Some parts of your article grabbed my attention. The topic about sexism towards men intrigued me, when you said “They did protect the women and never ask the women why they were having babies for many different men or why a single mother should be with five children.” As a woman I feel like the point you made is true; however, many sexist comments and discrimination fall upon single black mothers. One must not look at every woman and think that their “baby father” is in jail, a drug dealer, or a deadbeat. That is not the case. In every household, women are independent and don’t always need a man to complete them. Yet it’s true that the women’s independence may hurt their kids in the future due to the fact that they are growing up without a father figure. The point about men falling victim to sexism is absolutely true, and I definitely agree with you. We can’t forget that black women along with black men are victims of sexism.

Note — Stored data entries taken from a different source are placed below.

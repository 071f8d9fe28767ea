//! Validated telemetry record structs.
//!
//! A [`TelemetryEvent`] only exists after the decoder has accepted a
//! payload, so required fields are plain values and genuinely optional
//! parts of the wire record are [`Option`]s.

use serde::{Deserialize, Serialize};

use crate::enums::{ActorKind, EventType, Role};
use crate::ids::{ActorId, SessionId, SubSectorId};

/// One decoded, validated telemetry occurrence.
#[derive(Debug, Clone, PartialEq, Eq, Serialize, Deserialize)]
pub struct TelemetryEvent {
    /// The simulation run this event belongs to.
    pub session: SessionId,
    /// Per-session sequence number; the canonical event order.
    pub counter: u64,
    /// What happened.
    pub event_type: EventType,
    /// The tick this event occurred at.
    pub frame: FrameStamp,
    /// The acting actor. Its position is always present.
    pub actor: ActorSnapshot,
    /// The targeted actor, if any.
    pub target: Option<ActorSnapshot>,
    /// Level information, when the simulation reports it.
    pub level: Option<LevelInfo>,
}

impl TelemetryEvent {
    /// Iterate over the actor slots that are filled, tagged by role.
    pub fn participants(&self) -> impl Iterator<Item = (Role, &ActorSnapshot)> {
        core::iter::once((Role::Actor, &self.actor))
            .chain(self.target.iter().map(|target| (Role::Target, target)))
    }
}

/// The tick an event occurred at.
#[derive(Debug, Clone, Copy, PartialEq, Eq, Hash, Serialize, Deserialize)]
pub struct FrameStamp {
    /// Monotonic per-session tick number.
    pub tic: u64,
    /// Wall-clock millisecond offset of the tick.
    pub millis: u64,
}

/// An actor as observed at one event.
#[derive(Debug, Clone, PartialEq, Eq, Serialize, Deserialize)]
pub struct ActorSnapshot {
    /// Session-scoped actor identifier.
    pub id: ActorId,
    /// Player or enemy subtype.
    pub kind: ActorKind,
    /// Where the actor was, when reported.
    pub position: Option<Position>,
    /// Health at the time of the event.
    pub health: i32,
    /// Armor at the time of the event.
    pub armor: i32,
}

/// A point in the level plus facing angle and spatial partition.
#[derive(Debug, Clone, Copy, PartialEq, Eq, Hash, Serialize, Deserialize)]
pub struct Position {
    /// X coordinate (fixed point).
    pub x: i32,
    /// Y coordinate (fixed point).
    pub y: i32,
    /// Z coordinate (fixed point).
    pub z: i32,
    /// Facing angle. Binary angle units span the full `u32` range.
    pub angle: u32,
    /// The subsector containing the point.
    pub subsector: SubSectorId,
}

/// Level the session is playing when the event occurred.
#[derive(Debug, Clone, Copy, PartialEq, Eq, Hash, Serialize, Deserialize)]
pub struct LevelInfo {
    /// Episode number.
    pub episode: u32,
    /// Map number within the episode.
    pub map: u32,
    /// Skill level.
    pub difficulty: u32,
}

Another part that grabbed my attention was at the and when you said, “The purpose of this documentary should have been to not only educate non-Blacks about the effect of slavery on Black America after 400 years with the help of the judicial system, but always to win the support and eliminate the apathy of other races towards our plight.” This is absolutely true; after 400 years of slavery the fact of being “black in America” is only being thrown at Black people. As you have put it, it should be told to everyone so that we can gain help in mak ing it. 400 years and our people have gone through enough; after all of this we still have to go through racism. It’s harder for black people to survive in America with racism gnawing at our backs.
You have shown me more than the problems we face, but also solutions to these problems. After reading your editorial I’m no longer ignorant towards learning about my peoples past I am more open to it. We have started another editorial of yours and I cannot wait to finish it and be empowered.
Dear Mr. Aimiuwu,
My name is Gyse Sorrell and i am a senior at Peekskilll highschool.I have read your account by the name of ” A Documentary in Need of a Solution” and i love it.You have opened the eyes of many people of the african american race. You have not only discussed the issues that were pin pointed out in cnn’s” Black in America”, but you have also brought about several ideas as to why these issues even exist and is still existing to day.
You also brought up a good point when you stated that the documentary was not fulfilling its “neccessary duty”.It was supossed to address solutions to these current issues yet it did not. I agree with everything you have stated one hundred percent.I agree with you because most of the “social or cultural documentaries” are not achieving or fulfilling the main goal of the show.Indeed that is to “make non-members of a group willingly carry the cross for another in all walks of life”.
I think this account that you have written will actually make the media, Black American Scholars and political leaders see this as an opportunity to change and create solutions to the these issues.Thanks for speaking out on this important issue that needed to be adressed.